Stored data
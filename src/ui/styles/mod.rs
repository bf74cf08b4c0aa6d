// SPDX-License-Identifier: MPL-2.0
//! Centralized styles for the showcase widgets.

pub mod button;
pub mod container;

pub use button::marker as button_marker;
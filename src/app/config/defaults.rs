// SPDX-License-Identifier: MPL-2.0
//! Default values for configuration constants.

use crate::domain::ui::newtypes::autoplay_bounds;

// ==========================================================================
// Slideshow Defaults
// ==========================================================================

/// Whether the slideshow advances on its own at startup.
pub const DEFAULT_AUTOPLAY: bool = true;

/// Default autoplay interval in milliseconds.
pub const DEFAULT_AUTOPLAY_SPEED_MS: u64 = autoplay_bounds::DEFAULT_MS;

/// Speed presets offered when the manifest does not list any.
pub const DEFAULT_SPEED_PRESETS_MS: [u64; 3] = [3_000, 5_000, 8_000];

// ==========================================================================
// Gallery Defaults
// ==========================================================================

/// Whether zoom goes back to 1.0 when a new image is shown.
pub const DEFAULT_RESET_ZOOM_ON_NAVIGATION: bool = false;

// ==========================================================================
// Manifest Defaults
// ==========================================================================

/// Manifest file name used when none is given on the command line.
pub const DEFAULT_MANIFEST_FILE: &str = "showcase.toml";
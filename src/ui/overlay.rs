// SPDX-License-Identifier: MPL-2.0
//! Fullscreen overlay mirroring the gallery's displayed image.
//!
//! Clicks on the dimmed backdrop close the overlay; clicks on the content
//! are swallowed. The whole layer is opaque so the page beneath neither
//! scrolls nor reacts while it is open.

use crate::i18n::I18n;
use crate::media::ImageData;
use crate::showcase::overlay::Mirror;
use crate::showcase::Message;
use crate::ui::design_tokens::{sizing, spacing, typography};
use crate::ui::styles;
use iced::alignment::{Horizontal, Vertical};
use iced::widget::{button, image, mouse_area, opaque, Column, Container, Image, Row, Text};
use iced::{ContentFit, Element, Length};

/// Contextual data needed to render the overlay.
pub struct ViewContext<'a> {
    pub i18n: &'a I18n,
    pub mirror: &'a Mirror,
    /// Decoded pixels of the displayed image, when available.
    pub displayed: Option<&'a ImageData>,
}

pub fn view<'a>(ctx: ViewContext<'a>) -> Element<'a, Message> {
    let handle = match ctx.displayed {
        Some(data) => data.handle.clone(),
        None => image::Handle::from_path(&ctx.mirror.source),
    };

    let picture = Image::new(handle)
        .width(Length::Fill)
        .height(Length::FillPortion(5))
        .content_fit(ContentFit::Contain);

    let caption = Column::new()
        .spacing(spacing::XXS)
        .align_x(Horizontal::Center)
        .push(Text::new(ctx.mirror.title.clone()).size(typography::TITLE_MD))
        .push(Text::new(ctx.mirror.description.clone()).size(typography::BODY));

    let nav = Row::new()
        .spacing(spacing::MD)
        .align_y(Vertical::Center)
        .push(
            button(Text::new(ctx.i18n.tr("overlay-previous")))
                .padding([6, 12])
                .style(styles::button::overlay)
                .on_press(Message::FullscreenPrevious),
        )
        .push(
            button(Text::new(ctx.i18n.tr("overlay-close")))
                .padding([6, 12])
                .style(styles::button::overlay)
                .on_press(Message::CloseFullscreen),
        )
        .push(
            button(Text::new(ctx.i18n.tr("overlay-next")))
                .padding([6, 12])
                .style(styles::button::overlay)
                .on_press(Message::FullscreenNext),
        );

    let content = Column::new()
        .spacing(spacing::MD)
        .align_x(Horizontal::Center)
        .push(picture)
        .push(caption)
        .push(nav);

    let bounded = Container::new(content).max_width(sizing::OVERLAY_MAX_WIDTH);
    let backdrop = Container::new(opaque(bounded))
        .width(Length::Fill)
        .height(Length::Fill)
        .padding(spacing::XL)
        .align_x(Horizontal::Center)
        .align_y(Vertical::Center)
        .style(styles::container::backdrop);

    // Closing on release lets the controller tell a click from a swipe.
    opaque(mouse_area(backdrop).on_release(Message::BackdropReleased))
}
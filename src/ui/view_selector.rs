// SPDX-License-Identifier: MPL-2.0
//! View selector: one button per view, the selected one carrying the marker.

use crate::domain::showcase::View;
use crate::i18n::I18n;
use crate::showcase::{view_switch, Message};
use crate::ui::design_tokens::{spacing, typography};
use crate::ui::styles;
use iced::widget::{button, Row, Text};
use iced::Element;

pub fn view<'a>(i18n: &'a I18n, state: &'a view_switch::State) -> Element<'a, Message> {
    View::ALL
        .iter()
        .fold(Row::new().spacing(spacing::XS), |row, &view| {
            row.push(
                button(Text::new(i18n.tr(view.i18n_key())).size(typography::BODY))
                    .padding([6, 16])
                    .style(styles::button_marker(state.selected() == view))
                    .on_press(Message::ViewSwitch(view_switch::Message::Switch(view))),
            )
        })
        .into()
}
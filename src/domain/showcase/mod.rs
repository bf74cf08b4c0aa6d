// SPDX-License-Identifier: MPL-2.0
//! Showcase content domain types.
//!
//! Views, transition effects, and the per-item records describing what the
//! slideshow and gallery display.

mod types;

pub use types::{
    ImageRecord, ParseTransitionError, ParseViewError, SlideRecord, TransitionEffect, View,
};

## [What you need to do]
Transcribe each line of the data above, unaltered, from the one where "pub fn view<'a>(ctx: ViewContext<'a>)" appears to the one where "let caption = Column::new()" appears, inclusive of both.

## [Reply]
pub fn view<'a>(ctx: ViewContext<'a>) -> Element<'a, Message> {
    let handle = match ctx.displayed {
        Some(data) => data.handle.clone(),
        None => image::Handle::from_path(&ctx.mirror.source),
    };

    let picture = Image::new(handle)
        .width(Length::Fill)
        .height(Length::FillPortion(5))
        .content_fit(ContentFit::Contain);

    let caption = Column::new()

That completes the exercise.